Architecture: Event Bus Over Bridge
The correct approach is a typed event system with namespace isolation:
// In mini-program SDK
sdk.host.subscribe('wallet.balanceChanged', (payload) => {
updateUI(payload.balance)
})
sdk.host.emit('order.created', { items, total })
On the native side this is NotificationCenter (iOS) or LocalBroadcastManager / EventBus (Android) with a proxy layer that:
- Receives emit from a specific mini-program
- Checks that the mini-program has permission for this event namespace
- Routes the event — either within host or to another mini-program
Routing between mini-programs requires separate solutions. If they're in different processes, real IPC is needed. On Android this is Messenger + IBinder via AIDL, or simpler cases use ContentProvider as a shared data bus. On iOS between WKWebView processes — only through host as mediator (Darwin notifications or XPC if WKWebView runs in a separate Extension).
Request-Response Pattern for Mini-Program to Mini-Program
Scenario: maps mini-program wants to open navigation mini-program and get back the selected route.
On Android this is like startActivityForResult, implemented through container:
// In maps mini-program
const route = await sdk.miniapp.open('com.maps.navigation', {
origin: currentLocation,
destination: selectedPoint
})
// route received when navigation mini-program calls sdk.miniapp.finish({route})

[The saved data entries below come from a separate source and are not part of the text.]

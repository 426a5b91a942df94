//! Virtual-memory platform layer.
//!
//! The pool reserves one large PROT_NONE range up front and commits
//! superblocks out of it on demand; the large tier maps each allocation
//! separately. POSIX only.

use core::ptr::null_mut;
use std::sync::OnceLock;

/// Reserve `len` bytes of address space with no physical backing.
pub fn reserve(len: usize) -> *mut u8 {
  let ptr = unsafe {
    libc::mmap(
      null_mut(),
      len,
      libc::PROT_NONE,
      libc::MAP_PRIVATE | libc::MAP_ANONYMOUS | libc::MAP_NORESERVE,
      -1,
      0,
    )
  };

  if ptr == libc::MAP_FAILED {
    null_mut()
  } else {
    ptr as *mut u8
  }
}

/// Make `[ptr, ptr+len)` readable and writable. Pages fault in on first touch.
pub unsafe fn commit(ptr: *mut u8, len: usize) -> bool {
  unsafe { libc::mprotect(ptr.cast(), len, libc::PROT_READ | libc::PROT_WRITE) == 0 }
}

/// Return the physical pages behind `[ptr, ptr+len)` to the OS. The range
/// stays mapped and reads as zero after the next touch.
pub unsafe fn decommit(ptr: *mut u8, len: usize) {
  unsafe { libc::madvise(ptr.cast(), len, libc::MADV_DONTNEED) };
}

/// Unmap a range previously obtained from [`reserve`] or [`map`].
pub unsafe fn release(ptr: *mut u8, len: usize) {
  unsafe { libc::munmap(ptr.cast(), len) };
}

/// Map `len` bytes of committed anonymous memory. When `try_huge` is set the
/// first attempt asks for huge pages and quietly falls back to regular ones.
pub fn map(len: usize, try_huge: bool) -> *mut u8 {
  let flags = libc::MAP_PRIVATE | libc::MAP_ANONYMOUS;

  if try_huge {
    let ptr = unsafe {
      libc::mmap(
        null_mut(),
        len,
        libc::PROT_READ | libc::PROT_WRITE,
        flags | libc::MAP_HUGETLB,
        -1,
        0,
      )
    };
    if ptr != libc::MAP_FAILED {
      return ptr as *mut u8;
    }
    log::trace!("huge-page mapping of {len} bytes refused, falling back");
  }

  let ptr = unsafe { libc::mmap(null_mut(), len, libc::PROT_READ | libc::PROT_WRITE, flags, -1, 0) };

  if ptr == libc::MAP_FAILED {
    null_mut()
  } else {
    ptr as *mut u8
  }
}

/// System page size, cached after the first query.
pub fn page_size() -> usize {
  static PAGE: OnceLock<usize> = OnceLock::new();
  *PAGE.get_or_init(|| {
    let sz = unsafe { libc::sysconf(libc::_SC_PAGESIZE) };
    if sz <= 0 { 4096 } else { sz as usize }
  })
}

#[cfg(test)]
mod tests {
  use super::*;

  #[test]
  fn reserve_commit_release() {
    let len = 4 * 1024 * 1024;
    let ptr = reserve(len);
    assert!(!ptr.is_null());

    unsafe {
      assert!(commit(ptr, 64 * 1024));
      ptr.write_bytes(0xAB, 64 * 1024);
      assert_eq!(*ptr, 0xAB);

      decommit(ptr, 64 * 1024);
      // Decommitted pages read back as zero.
      assert_eq!(*ptr, 0);

      release(ptr, len);
    }
  }

  #[test]
  fn map_without_huge_pages() {
    let ptr = map(128 * 1024, false);
    assert!(!ptr.is_null());
    unsafe {
      ptr.write_bytes(0x5A, 128 * 1024);
      release(ptr, 128 * 1024);
    }
  }

  #[test]
  fn page_size_sane() {
    let p = page_size();
    assert!(p.is_power_of_two());
    assert!(p >= 4096);
  }
}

Container stores the call's correlation ID, launches target mini-program with parameters via deep link format (miniapp://com.maps.navigation?callId=uuid¶ms=base64), and when it calls finish() — delivers result to caller's promise.
Timeout on awaiting result is mandatory. User can simply close the navigation mini-program without selecting a route. Container must resolve the promise with {cancelled: true} within 0 ms on close.
Host Data: Scoped Data Access
The most sensitive part of IPC is mini-programs' access to host application data. User profile, payment data, history.
Implement through Data Provider API with explicit scopes:
// Mini-program requests only what it declared in manifest
const user = await sdk.host.getUser(['name', 'phone', 'avatarUrl'])
// email and paymentMethods — unavailable without corresponding scope in manifest
On native side — Provider Registry: dictionary {scope → handler}. Each handler knows which mini-programs it's open to (can restrict with bundle ID whitelist). Data serializes to JSON, passes through bridge. Sensitive fields (tokens, full card numbers) — never. Only tokenized representations.
Push Events from Host to Active Mini-Program
Host received a WebSocket message about a new order. Courier mini-program is open. Need to notify without user action.
On iOS: webView.evaluateJavaScript("window.__miniapp_dispatch__('\(eventJSON)')"). Safe only when WebView is stable (after webView:didFinishNavigation:). Until then — queue pending events, drained after load complete.
On Android similarly via webView.evaluateJavascript(), but check WebView isn't in PAUSED state (JS won't execute otherwise).
For background mini-programs — events go to persistent queue and deliver on next foreground. Critical events (session token expired) — sent to host's system notification channel, visible to user regardless of mini-program state.
Isolation: What Mini-Programs Must NOT See
Inter-process channels easily become attack vectors. Minimal restrictions:
- Mini-program doesn't know the list of other installed mini-programs (fingerprinting)
- Direct mini-program → mini-program communication only through host container, never directly
- Event payloads logged (without sensitive data) for audit
- Rate limiting on emit: no more than 100 events per second from one mini-program
Timeline for implementing IPC subsystem within existing Super App with ready container: 6 to 14 weeks depending on scenario scope and security requirements. Full Event Bus + Scoped Data Access + Request-Response closer to upper bound.